**Data shown:**
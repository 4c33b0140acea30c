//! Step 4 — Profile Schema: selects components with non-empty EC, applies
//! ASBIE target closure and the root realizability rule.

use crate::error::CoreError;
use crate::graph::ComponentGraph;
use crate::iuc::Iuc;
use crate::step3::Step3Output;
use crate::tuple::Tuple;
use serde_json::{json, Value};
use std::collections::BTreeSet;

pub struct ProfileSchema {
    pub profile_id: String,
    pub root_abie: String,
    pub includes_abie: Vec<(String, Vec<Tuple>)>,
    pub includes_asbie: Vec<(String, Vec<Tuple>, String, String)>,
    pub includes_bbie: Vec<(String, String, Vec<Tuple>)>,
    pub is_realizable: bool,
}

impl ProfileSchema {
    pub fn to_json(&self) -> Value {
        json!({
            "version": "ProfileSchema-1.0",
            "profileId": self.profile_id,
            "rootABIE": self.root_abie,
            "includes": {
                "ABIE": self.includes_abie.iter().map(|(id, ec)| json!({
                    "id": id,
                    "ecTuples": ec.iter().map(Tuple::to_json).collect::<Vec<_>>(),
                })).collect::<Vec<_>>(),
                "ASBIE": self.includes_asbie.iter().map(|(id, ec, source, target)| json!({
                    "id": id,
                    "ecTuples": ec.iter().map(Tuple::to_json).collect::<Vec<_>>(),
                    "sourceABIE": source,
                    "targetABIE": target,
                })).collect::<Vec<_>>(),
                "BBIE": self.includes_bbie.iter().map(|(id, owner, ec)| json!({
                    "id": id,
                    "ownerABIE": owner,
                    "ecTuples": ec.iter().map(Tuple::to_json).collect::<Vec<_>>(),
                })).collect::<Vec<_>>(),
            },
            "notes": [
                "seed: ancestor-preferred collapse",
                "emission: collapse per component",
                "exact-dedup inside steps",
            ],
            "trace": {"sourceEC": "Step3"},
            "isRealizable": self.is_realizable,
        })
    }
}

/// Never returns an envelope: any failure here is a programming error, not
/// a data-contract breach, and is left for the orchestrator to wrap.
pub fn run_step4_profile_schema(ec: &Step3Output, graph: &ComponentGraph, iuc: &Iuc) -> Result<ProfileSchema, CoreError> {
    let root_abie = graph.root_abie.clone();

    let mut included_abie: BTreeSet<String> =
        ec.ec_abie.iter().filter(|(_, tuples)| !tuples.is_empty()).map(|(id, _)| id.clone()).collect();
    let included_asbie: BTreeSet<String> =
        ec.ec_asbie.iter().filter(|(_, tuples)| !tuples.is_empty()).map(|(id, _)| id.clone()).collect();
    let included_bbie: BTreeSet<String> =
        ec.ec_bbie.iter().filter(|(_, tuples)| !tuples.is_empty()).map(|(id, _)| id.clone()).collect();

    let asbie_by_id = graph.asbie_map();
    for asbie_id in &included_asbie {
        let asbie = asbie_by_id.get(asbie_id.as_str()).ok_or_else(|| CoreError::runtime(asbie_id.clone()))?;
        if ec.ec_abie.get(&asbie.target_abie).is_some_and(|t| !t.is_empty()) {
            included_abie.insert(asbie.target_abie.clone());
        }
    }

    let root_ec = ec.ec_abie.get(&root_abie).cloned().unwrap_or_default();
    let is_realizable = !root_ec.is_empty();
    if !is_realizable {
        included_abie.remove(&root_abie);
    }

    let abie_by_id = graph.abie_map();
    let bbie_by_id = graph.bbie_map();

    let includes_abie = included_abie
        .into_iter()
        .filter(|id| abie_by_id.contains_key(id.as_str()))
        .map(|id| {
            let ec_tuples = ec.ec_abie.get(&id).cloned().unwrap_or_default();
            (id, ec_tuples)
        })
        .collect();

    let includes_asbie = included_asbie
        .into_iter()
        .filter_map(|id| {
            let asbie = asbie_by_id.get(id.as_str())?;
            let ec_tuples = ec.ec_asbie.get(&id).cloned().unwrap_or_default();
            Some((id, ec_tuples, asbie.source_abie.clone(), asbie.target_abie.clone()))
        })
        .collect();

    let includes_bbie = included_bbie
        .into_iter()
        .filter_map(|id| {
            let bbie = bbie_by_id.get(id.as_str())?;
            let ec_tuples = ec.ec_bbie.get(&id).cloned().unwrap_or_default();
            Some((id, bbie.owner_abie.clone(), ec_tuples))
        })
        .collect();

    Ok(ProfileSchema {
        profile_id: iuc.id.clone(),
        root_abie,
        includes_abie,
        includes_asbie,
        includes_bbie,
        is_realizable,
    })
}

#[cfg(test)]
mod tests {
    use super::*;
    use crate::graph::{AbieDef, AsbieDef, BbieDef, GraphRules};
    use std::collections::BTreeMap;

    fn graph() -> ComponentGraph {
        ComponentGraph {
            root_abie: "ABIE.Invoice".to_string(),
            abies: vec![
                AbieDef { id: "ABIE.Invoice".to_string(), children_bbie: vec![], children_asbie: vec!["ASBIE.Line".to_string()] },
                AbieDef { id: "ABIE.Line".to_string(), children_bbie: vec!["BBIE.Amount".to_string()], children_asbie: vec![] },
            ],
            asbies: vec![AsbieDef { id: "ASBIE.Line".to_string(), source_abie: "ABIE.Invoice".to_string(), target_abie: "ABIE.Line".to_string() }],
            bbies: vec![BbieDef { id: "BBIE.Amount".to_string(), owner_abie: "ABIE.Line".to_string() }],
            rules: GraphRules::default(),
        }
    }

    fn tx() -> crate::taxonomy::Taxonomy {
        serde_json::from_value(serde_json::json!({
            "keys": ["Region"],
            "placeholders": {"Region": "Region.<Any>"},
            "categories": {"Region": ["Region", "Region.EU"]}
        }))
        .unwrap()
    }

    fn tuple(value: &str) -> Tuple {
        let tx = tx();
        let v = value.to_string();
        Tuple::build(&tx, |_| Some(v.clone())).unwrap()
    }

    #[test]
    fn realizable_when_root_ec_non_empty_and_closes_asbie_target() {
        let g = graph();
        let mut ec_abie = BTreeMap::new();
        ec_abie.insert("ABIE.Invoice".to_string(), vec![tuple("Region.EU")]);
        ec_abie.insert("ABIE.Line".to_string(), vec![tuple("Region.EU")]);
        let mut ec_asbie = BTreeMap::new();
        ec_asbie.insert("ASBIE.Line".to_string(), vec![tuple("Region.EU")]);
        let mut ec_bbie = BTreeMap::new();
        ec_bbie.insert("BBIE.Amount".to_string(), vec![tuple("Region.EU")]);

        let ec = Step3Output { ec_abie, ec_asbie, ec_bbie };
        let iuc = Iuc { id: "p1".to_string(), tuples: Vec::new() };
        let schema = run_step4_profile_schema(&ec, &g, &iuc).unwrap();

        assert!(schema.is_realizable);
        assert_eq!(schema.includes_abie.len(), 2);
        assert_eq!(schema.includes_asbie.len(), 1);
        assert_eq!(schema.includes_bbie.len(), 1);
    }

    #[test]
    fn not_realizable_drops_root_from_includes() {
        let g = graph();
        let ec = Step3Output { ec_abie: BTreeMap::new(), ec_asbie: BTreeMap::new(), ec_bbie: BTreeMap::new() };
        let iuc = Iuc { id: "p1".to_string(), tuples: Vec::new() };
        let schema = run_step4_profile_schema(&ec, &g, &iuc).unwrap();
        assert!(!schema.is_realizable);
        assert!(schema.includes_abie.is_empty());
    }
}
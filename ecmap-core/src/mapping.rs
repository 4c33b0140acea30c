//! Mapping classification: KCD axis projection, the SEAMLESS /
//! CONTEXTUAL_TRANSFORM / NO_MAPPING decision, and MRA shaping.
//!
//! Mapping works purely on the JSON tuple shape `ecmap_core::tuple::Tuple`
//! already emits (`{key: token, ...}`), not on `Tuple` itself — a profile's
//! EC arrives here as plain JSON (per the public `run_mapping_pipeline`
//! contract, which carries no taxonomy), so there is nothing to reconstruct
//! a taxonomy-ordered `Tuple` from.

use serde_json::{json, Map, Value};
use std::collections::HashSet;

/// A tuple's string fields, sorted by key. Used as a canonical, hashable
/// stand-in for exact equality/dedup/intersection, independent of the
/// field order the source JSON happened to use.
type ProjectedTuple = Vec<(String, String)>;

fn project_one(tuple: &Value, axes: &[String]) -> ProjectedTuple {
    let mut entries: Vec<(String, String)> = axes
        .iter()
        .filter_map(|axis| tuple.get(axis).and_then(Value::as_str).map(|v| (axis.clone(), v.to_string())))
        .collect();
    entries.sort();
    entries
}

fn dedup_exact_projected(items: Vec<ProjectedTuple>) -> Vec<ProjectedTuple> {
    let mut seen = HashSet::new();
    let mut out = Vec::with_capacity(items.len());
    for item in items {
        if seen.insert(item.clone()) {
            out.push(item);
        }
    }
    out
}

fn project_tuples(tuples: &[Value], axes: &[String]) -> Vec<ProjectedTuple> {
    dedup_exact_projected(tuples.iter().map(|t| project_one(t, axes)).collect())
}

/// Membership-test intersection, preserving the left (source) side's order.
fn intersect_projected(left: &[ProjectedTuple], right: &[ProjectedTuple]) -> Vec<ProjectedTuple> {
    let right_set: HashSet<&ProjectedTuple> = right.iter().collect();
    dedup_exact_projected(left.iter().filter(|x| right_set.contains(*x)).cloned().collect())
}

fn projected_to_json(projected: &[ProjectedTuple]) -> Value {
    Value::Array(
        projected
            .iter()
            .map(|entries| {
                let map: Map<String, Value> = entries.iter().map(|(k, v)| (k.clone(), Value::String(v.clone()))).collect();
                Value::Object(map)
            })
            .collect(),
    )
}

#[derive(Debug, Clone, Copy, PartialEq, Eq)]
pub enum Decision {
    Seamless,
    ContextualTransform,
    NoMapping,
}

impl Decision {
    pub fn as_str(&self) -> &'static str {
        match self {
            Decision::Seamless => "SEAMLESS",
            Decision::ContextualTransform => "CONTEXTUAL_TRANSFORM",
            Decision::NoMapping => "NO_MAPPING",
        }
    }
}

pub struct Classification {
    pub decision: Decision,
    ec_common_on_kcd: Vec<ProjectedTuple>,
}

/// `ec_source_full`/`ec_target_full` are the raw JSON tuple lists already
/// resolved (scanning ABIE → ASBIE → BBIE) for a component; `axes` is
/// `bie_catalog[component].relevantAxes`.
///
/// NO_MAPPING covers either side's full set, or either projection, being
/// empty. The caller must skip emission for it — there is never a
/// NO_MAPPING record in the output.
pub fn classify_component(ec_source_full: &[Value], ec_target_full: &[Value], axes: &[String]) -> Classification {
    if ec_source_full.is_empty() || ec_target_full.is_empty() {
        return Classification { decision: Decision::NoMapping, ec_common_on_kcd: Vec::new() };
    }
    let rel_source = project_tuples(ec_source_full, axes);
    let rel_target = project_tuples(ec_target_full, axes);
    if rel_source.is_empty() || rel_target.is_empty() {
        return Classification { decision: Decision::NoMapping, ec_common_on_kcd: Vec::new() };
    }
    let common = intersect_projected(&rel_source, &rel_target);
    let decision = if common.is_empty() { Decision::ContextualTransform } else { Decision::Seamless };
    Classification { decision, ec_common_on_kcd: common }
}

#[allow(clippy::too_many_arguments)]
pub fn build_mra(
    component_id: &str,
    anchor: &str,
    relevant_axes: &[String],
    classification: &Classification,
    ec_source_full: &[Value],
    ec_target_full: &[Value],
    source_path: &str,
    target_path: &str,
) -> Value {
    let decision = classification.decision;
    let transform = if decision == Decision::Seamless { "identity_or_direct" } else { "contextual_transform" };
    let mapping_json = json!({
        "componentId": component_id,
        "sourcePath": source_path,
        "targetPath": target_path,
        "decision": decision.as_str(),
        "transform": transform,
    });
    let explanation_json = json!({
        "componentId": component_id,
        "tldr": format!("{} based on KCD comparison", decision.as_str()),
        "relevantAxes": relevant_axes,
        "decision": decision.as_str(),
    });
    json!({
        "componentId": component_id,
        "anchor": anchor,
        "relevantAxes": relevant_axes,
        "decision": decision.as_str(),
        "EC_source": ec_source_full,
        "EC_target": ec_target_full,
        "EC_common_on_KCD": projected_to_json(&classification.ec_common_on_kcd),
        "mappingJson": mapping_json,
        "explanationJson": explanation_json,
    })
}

**Problem statement:**
Tell how many lines of the records above hold the string "crate". Give no other text.

**Written solution:**
7